Outro exemplo é a cooperativa Driver’s Seat, que criou um aplicativo para motoristas de aplicativo usarem em paralelo ao Uber ou a qualquer plataforma similar. O app gera dados para duas finalidades: 1) para apoiar o motorista, com informações como cálculo de quilômetros rodados, onde estão as melhores corridas, desgaste do carro etc.; e 2) para vender a órgãos públicos, consultorias ou entidades de pesquisa.

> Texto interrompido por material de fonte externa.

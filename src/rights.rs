//! Reading and editing the rights a trustee holds in a DACL.

use tracing::{debug, trace};

use crate::acl::Ace;
use crate::descriptor::SecurityDescriptor;
use crate::guid::Guid;
use crate::mask::{map_access_mask, shared_bit_sibling, AccessMask, SEC_STD_READ_CONTROL};
use crate::sid::Sid;

#[derive(Clone, Copy, Debug, PartialEq, Eq)]
pub enum Inherited {
    Yes,
    No,
}

#[derive(Clone, Copy, Debug, PartialEq, Eq)]
pub enum RightType {
    Allow,
    Deny,
}

/// Which kinds of ACE grant or deny a right: allow/deny, inherited or explicit.
///
/// No precedence is applied. Deciding what wins is up to the caller.
#[derive(Clone, Copy, Debug, Default, PartialEq, Eq)]
pub struct RightsState {
    data: [[bool; 2]; 2],
}

impl RightsState {
    fn index(inherited: Inherited, kind: RightType) -> (usize, usize) {
        let inherited_i = match inherited {
            Inherited::Yes => 0,
            Inherited::No => 1,
        };
        let kind_i = match kind {
            RightType::Allow => 0,
            RightType::Deny => 1,
        };

        (inherited_i, kind_i)
    }

    pub fn get(&self, inherited: Inherited, kind: RightType) -> bool {
        let (i, j) = RightsState::index(inherited, kind);
        self.data[i][j]
    }

    fn set(&mut self, inherited: Inherited, kind: RightType) {
        let (i, j) = RightsState::index(inherited, kind);
        self.data[i][j] = true;
    }

    /// True if no ACE mentions the right at all.
    pub fn is_empty(&self) -> bool {
        self.data.iter().flatten().all(|&cell| !cell)
    }
}

/// Collects the ACEs of `trustee` that cover any part of `access_mask` for
/// `object_type`. ACEs without an object type count for every object type.
pub fn query_right(
    sd: &SecurityDescriptor,
    trustee: &Sid,
    access_mask: AccessMask,
    object_type: Option<&Guid>,
) -> RightsState {
    let access_mask = map_access_mask(access_mask);
    let mut out = RightsState::default();

    for ace in sd.dacl() {
        if !ace.applies_to(trustee, access_mask, object_type) {
            continue;
        }

        let inherited = if ace.is_inherited() {
            Inherited::Yes
        } else {
            Inherited::No
        };

        if ace.ace_type.is_allow() {
            out.set(inherited, RightType::Allow);
        }
        if ace.ace_type.is_deny() {
            out.set(inherited, RightType::Deny);
        }
    }

    out
}

/// Grants (`allow`) or denies a right with an explicit ACE, reusing an explicit ACE
/// that already covers it.
pub fn add_right(
    sd: &mut SecurityDescriptor,
    trustee: &Sid,
    access_mask: AccessMask,
    object_type: Option<&Guid>,
    allow: bool,
) {
    let access_mask = map_access_mask(access_mask);
    if access_mask == 0 {
        trace!(%trustee, allow, "empty access mask, nothing to add");
        return;
    }

    let dacl = sd.dacl_mut();

    // A match already contains every requested bit.
    if dacl
        .iter()
        .any(|ace| ace.matches(trustee, access_mask, object_type, allow, false))
    {
        trace!(%trustee, access_mask, allow, "right already present");
        return;
    }

    let ace = Ace::new(allow, trustee.clone(), access_mask, object_type.copied());
    debug!(%trustee, access_mask, ?object_type, allow, "adding ACE");
    dacl.push(ace);
    dacl.sort();
}

/// Bits to clear from `ace` when removing `access_mask`.
///
/// Generic read and generic write share read-control. Removing one of them from an
/// ACE that still holds the other leaves that bit alone.
fn mask_to_unset(ace: &Ace, access_mask: AccessMask) -> AccessMask {
    match shared_bit_sibling(access_mask) {
        Some(sibling) if ace.access_mask & sibling == sibling => access_mask & !SEC_STD_READ_CONTROL,
        _ => access_mask,
    }
}

/// Clears a right from every explicit ACE of `trustee` that holds it. ACEs left
/// with an empty mask are dropped.
pub fn remove_right(
    sd: &mut SecurityDescriptor,
    trustee: &Sid,
    access_mask: AccessMask,
    object_type: Option<&Guid>,
    allow: bool,
) {
    let access_mask = map_access_mask(access_mask);
    let Some(dacl) = sd.existing_dacl_mut() else {
        return;
    };

    let old_aces = std::mem::take(&mut dacl.aces);
    let mut new_aces = Vec::with_capacity(old_aces.len());

    for ace in old_aces {
        if !ace.matches(trustee, access_mask, object_type, allow, false) {
            new_aces.push(ace);
            continue;
        }

        let mut edited = ace;
        edited.access_mask &= !mask_to_unset(&edited, access_mask);

        if edited.access_mask == 0 {
            debug!(%trustee, access_mask, allow, "dropping emptied ACE");
        } else {
            debug!(%trustee, access_mask, remaining = edited.access_mask, allow, "narrowing ACE");
            new_aces.push(edited);
        }
    }

    dacl.replace(new_aces);
}

/// Removes every explicit ACE of the given trustees, whatever right it holds.
pub fn remove_trustee(sd: &mut SecurityDescriptor, trustees: &[Sid]) {
    let Some(dacl) = sd.existing_dacl_mut() else {
        return;
    };

    let removed = dacl.remove_trustees(trustees);
    debug!(trustees = trustees.len(), removed, "removed trustee ACEs");
}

Ao vender esses dados, o valor é revertido para os próprios motoristas. Como exemplo, a Driver’s Seat vendeu dados de mobilidade para uma agência municipal da cidade de São Francisco, nos EUA, por cerca de 45 mil dólares.

Conclusão

É certo que o mundo dos negócios tem mudado em uma velocidade cada vez maior. Há uma tendência de fazer com que os negócios digitais atuais se aproximem de aspectos mais humanos, com respeito a individualidades e base no compartilhamento de recursos, esforços e valores.

Esse é um movimento, no entanto, que o cooperativismo já faz desde sua criação, pautada pela gestão democrática, pela sustentabilidade em sua expressão mais ampla e pela geração de valor para a sociedade como um todo.

Não que o cooperativismo não tenha a aprender com as novas tendências. É preciso, sim, que as cooperativas - e as pessoas que as fazem - se reinventem, mas principalmente para desenvolver maneiras de incorporar tecnologia, agilidade e velocidade aos seus princípios e valores.

Afinal, por um lado as empresas mercantilistas estão em busca de princípios que estão presentes no cooperativismo. Mas, de outro, as cooperativas estão desenvolvendo seu próprio entendimento sobre a importância da inovação para melhoria constante de seus negócios e sustentabilidade de seus negócios.

Por isso, se você está à procura de um modelo de negócio que tenha princípios cada vez mais atuais, como colaboração, preocupação com a comunidade e gestão democrática, este modelo é cooperativismo. Empreender de forma cooperativa pode ser o futuro dos negócios!